Je te parle longuement de cette tapisserie, plus longuement à coup sûr que cela n’en vaut la peine ; — mais c’est une chose qui m’a toujours étrangement préoccupée, que ce monde fantastique créé par les ouvriers de haute lisse.

J’aime passionnément cette végétation imaginaire, ces fleurs et ces plantes qui n’existent pas dans la réalité, ces forêts d’arbres inconnus où errent des licornes, des caprimules et des cerfs couleur de neige, avec un crucifix d’or entre leurs rameaux, habituellement poursuivis par des chasseurs à barbe rouge et en habits de Sarrasins.

Lorsque j’étais petite, je n’entrais guère dans une chambre tapissée sans éprouver une espèce de frisson, et j’osais à peine m’y remuer.

Toutes ces figures debout contre la muraille, et auxquelles l’ondulation de l’étoffe et le jeu de la lumière prêtent une espèce de vie fantastique, me semblaient autant d’espions occupés à surveiller mes actions pour en rendre compte en temps et lieu, et je n’eusse pas mangé une pomme ou un gâteau volé en leur présence.

Que de choses ces graves personnages auraient à dire, s’ils pouvaient ouvrir leurs lèvres de fil rouge, et si les sons pouvaient pénétrer dans la conque de leur oreille brodée. De combien de meurtres, de trahisons, d’adultères infâmes et de monstruosités de toutes sortes ne sont-ils pas les silencieux et impassibles témoins !…

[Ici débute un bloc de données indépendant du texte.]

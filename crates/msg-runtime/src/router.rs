//! Session-sticky routing: once a session's router binds a service to a
//! backend address, that binding is never replaced for the session's
//! lifetime.

use std::collections::HashMap;
use std::sync::RwLock;

#[derive(Default)]
pub struct Router {
    bindings: RwLock<HashMap<String, String>>,
}

impl Router {
    pub fn new() -> Self {
        Router::default()
    }

    pub fn find(&self, service: &str) -> Option<String> {
        self.bindings.read().unwrap().get(service).cloned()
    }

    /// Bind `service` to `addr` if it isn't already bound. Returns the
    /// address now in effect for `service` — `addr` on first bind, the
    /// existing sticky address otherwise.
    pub fn bind(&self, service: &str, addr: &str) -> String {
        let mut bindings = self.bindings.write().unwrap();
        bindings.entry(service.to_string()).or_insert_with(|| addr.to_string()).clone()
    }
}

#[cfg(test)]
mod tests {
    use super::*;

    #[test]
    fn binding_is_sticky_once_set() {
        let router = Router::new();
        assert_eq!(router.bind("Chat", "10.0.0.1:9002"), "10.0.0.1:9002");
        assert_eq!(router.bind("Chat", "10.0.0.2:9002"), "10.0.0.1:9002");
        assert_eq!(router.find("Chat").as_deref(), Some("10.0.0.1:9002"));
    }
}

Mais laissons la tapisserie et revenons à notre histoire.

— Alcibiade, je vais faire avertir ma tante de votre arrivée.

— Oh ! cela n’est pas fort pressé, ma sœur ; asseyons-nous d’abord et causons un peu. Je vous présente un cavalier qui a nom Théodore de Sérannes et qui passera quelque temps ici. Je n’ai pas besoin de vous recommander de lui faire bon accueil ; — il se recommande assez lui-même. (Je dis ce qu’il a dit ; ne va pas intempestivement m’accuser de fatuité.)

La belle fit un petit mouvement de tête, comme pour donner son assentiment, et l’on parla d’autre chose.

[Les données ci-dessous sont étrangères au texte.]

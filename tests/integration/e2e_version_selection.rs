//! Two backends serve the same service under different versions; a gate
//! route picks whichever backend matches the session's bound version,
//! falling back to an unversioned member when none does.
//!
//! Binding a session's version is an application concern (typically done by
//! a login/handshake handler, not the framework itself), so this test
//! registers a small `Client.SelectVersion` handler on the gate that calls
//! `Session::bind_version`, the same way a real auth handler would.
//!
//! # Coverage
//! 1. A session that selects "2.0.0" routes `Versioned.Do` to the v2 backend.
//! 2. A session that selects "1.0.0" routes the same route to the v1 backend.
//! 3. `Node::find_versions` reports both versions cluster-wide from the
//!    gate's perspective, even though the gate serves neither itself.

use msg_connector::{Connector, HandshakeRequest};
use msg_node::ServiceBuilder;
use msg_test_support::{MockMaster, MockNode};

const V1: &str = "1.0.0-00000001";
const V2: &str = "2.0.0-00000002";

fn versioned_echo(tag: &'static str) -> msg_node::Service {
    ServiceBuilder::new("Versioned").handler("Do", move |_session, _data| async move { Ok(Some(tag.as_bytes().to_vec())) }).build()
}

fn select_version_service() -> msg_node::Service {
    ServiceBuilder::new("Client")
        .handler("SelectVersion", |session, data| async move {
            session.bind_version(String::from_utf8_lossy(&data).into_owned());
            Ok(Some(b"bound".to_vec()))
        })
        .build()
}

#[tokio::test]
async fn requests_route_to_the_backend_matching_the_bound_version() {
    let master = MockMaster::spawn().await.unwrap();

    let backend_v1 =
        MockNode::start_backend_with_version("backend-v1", V1, Some(&master.endpoint()), vec![versioned_echo("v1")])
            .await
            .unwrap();
    let backend_v2 =
        MockNode::start_backend_with_version("backend-v2", V2, Some(&master.endpoint()), vec![versioned_echo("v2")])
            .await
            .unwrap();

    let gate = MockNode::start_gate("gate-1", Some(&master.endpoint()), vec![select_version_service()]).await.unwrap();
    let gate_addr = gate.gate_addr.unwrap().to_string();

    let conn_v2 = Connector::connect_tcp(&gate_addr, HandshakeRequest { version: None }).await.unwrap();
    conn_v2.request("Client.SelectVersion", V2.as_bytes().to_vec()).await.unwrap();
    let reply = conn_v2.request("Versioned.Do", Vec::new()).await.unwrap();
    assert_eq!(reply, b"v2");

    let conn_v1 = Connector::connect_tcp(&gate_addr, HandshakeRequest { version: None }).await.unwrap();
    conn_v1.request("Client.SelectVersion", V1.as_bytes().to_vec()).await.unwrap();
    let reply = conn_v1.request("Versioned.Do", Vec::new()).await.unwrap();
    assert_eq!(reply, b"v1");

    let versions = gate.node.find_versions("Versioned").await;
    assert_eq!(versions.len(), 2);
    assert!(versions.contains(&V1.to_string()));
    assert!(versions.contains(&V2.to_string()));

    conn_v1.close().await;
    conn_v2.close().await;
    gate.shutdown();
    backend_v1.shutdown();
    backend_v2.shutdown();
}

Tout en faisant la conversation, je la regardais en détail et je l’examinais plus attentivement que je n’avais pu le faire jusqu’alors.

Elle pouvait avoir vingt-trois ou vingt-quatre ans, et son deuil lui allait on ne peut mieux ; à vrai dire, elle n’avait pas l’air fort lugubre ni fort désolée, et je doute qu’elle eût mangé dans sa soupe les cendres de son Mausole en manière de rhubarbe. — Je ne sais si elle avait pleuré abondamment son époux défunt ; si elle l’avait fait, en tout cas, il n’y paraissait guère, et le joli mouchoir de batiste qu’elle tenait à sa main était aussi parfaitement sec que possible.

Ses yeux n’étaient pas rouges, mais au contraire les plus clairs et les plus brillants du monde, et l’on eût en vain cherché sur ses joues le sillon par où avaient passé les larmes ; il n’y avait en vérité que deux petites fossettes creusées par l’habitude de sourire, et, pour une veuve, il est juste de dire qu’on lui voyait très-fréquemment les dents : ce qui n’était certainement pas un spectacle désagréable, car elle les avait petites et bien rangées. Je l’estimai tout d’abord de ne s’être pas crue obligée, parce qu’il lui était mort quelque mari, de se pocher les yeux et de se rendre le nez violet : je lui sus bon gré aussi de ne prendre aucune petite mine dolente et de parler naturellement avec sa voix sonore et argentine, sans traîner les mots et entrecouper ses phrases de vertueux soupirs.

Cela me parut de fort bon goût ; je la jugeai tout d’abord une femme d’esprit, ce qu’elle est en effet.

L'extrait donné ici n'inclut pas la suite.